> Description of the task
Each record should be returned exactly as it is written.

::: Records for this task :::

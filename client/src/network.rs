use crate::game::{LocalAction, TurnTracker};
use log::{info, warn};
use shared::{decode_line, EXIT_COMMAND};
use std::io::Write;
use tokio::io::{AsyncBufReadExt, AsyncWriteExt, BufReader, Lines};
use tokio::net::tcp::{OwnedReadHalf, OwnedWriteHalf};
use tokio::net::TcpStream;
use tokio::sync::mpsc;

/// Connection to the game server plus the local turn view
pub struct Client {
    server_lines: Lines<BufReader<OwnedReadHalf>>,
    writer: OwnedWriteHalf,
    tracker: TurnTracker,
}

impl Client {
    pub async fn connect(server_addr: &str) -> Result<Self, Box<dyn std::error::Error>> {
        let stream = TcpStream::connect(server_addr).await?;
        info!("Connected to {}", server_addr);

        let (read_half, writer) = stream.into_split();
        Ok(Client {
            server_lines: BufReader::new(read_half).lines(),
            writer,
            tracker: TurnTracker::new(),
        })
    }

    pub fn tracker(&self) -> &TurnTracker {
        &self.tracker
    }

    /// Runs until the server goes away, local input ends, or the player exits.
    ///
    /// Server lines and local lines are handled in arrival order with no
    /// priority between them.
    pub async fn run<W: Write>(
        &mut self,
        mut local_input: mpsc::UnboundedReceiver<String>,
        out: &mut W,
    ) -> Result<(), Box<dyn std::error::Error>> {
        writeln!(
            out,
            "Connected to Code Breaker server. Waiting for game updates..."
        )?;

        loop {
            tokio::select! {
                line = self.server_lines.next_line() => {
                    let Some(line) = line? else {
                        return Err("server disconnected".into());
                    };
                    match decode_line(&line) {
                        Ok(message) => {
                            if let Some(text) = self.tracker.on_server_message(&message) {
                                write!(out, "{}", text)?;
                                out.flush()?;
                            }
                        }
                        Err(e) => warn!("Ignoring server line: {}", e),
                    }
                }
                input = local_input.recv() => {
                    let Some(input) = input else {
                        info!("Local input closed");
                        return Ok(());
                    };
                    match self.tracker.on_local_input(&input) {
                        LocalAction::Send(guess) => {
                            self.writer.write_all(format!("{}\n", guess).as_bytes()).await?;
                        }
                        LocalAction::Exit => {
                            writeln!(out, "Exiting game...")?;
                            self.writer
                                .write_all(format!("{}\n", EXIT_COMMAND).as_bytes())
                                .await?;
                            return Ok(());
                        }
                        LocalAction::Ignore => {}
                    }
                }
            }
        }
    }
}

:::

> Output for this task
filename client/src/network.rs
use crate::game::{LocalAction, TurnTracker};
use log::{info, warn};
use shared::{decode_line, EXIT_COMMAND};
use std::io::Write;
use tokio::io::{AsyncBufReadExt, AsyncWriteExt, BufReader, Lines};
use tokio::net::tcp::{OwnedReadHalf, OwnedWriteHalf};
use tokio::net::TcpStream;
use tokio::sync::mpsc;

/// Connection to the game server plus the local turn view
pub struct Client {
    server_lines: Lines<BufReader<OwnedReadHalf>>,
    writer: OwnedWriteHalf,
    tracker: TurnTracker,
}

impl Client {
    pub async fn connect(server_addr: &str) -> Result<Self, Box<dyn std::error::Error>> {
        let stream = TcpStream::connect(server_addr).await?;
        info!("Connected to {}", server_addr);

        let (read_half, writer) = stream.into_split();
        Ok(Client {
            server_lines: BufReader::new(read_half).lines(),
            writer,
            tracker: TurnTracker::new(),
        })
    }

    pub fn tracker(&self) -> &TurnTracker {
        &self.tracker
    }

    /// Runs until the server goes away, local input ends, or the player exits.
    ///
    /// Server lines and local lines are handled in arrival order with no
    /// priority between them.
    pub async fn run<W: Write>(
        &mut self,
        mut local_input: mpsc::UnboundedReceiver<String>,
        out: &mut W,
    ) -> Result<(), Box<dyn std::error::Error>> {
        writeln!(
            out,
            "Connected to Code Breaker server. Waiting for game updates..."
        )?;

        loop {
            tokio::select! {
                line = self.server_lines.next_line() => {
                    let Some(line) = line? else {
                        return Err("server disconnected".into());
                    };
                    match decode_line(&line) {
                        Ok(message) => {
                            if let Some(text) = self.tracker.on_server_message(&message) {
                                write!(out, "{}", text)?;
                                out.flush()?;
                            }
                        }
                        Err(e) => warn!("Ignoring server line: {}", e),
                    }
                }
                input = local_input.recv() => {
                    let Some(input) = input else {
                        info!("Local input closed");
                        return Ok(());
                    };
                    match self.tracker.on_local_input(&input) {
                        LocalAction::Send(guess) => {
                            self.writer.write_all(format!("{}\n", guess).as_bytes()).await?;
                        }
                        LocalAction::Exit => {
                            writeln!(out, "Exiting game...")?;
                            self.writer
                                .write_all(format!("{}\n", EXIT_COMMAND).as_bytes())
                                .await?;
                            return Ok(());
                        }
                        LocalAction::Ignore => {}
                    }
                }
            }
        }
    }
}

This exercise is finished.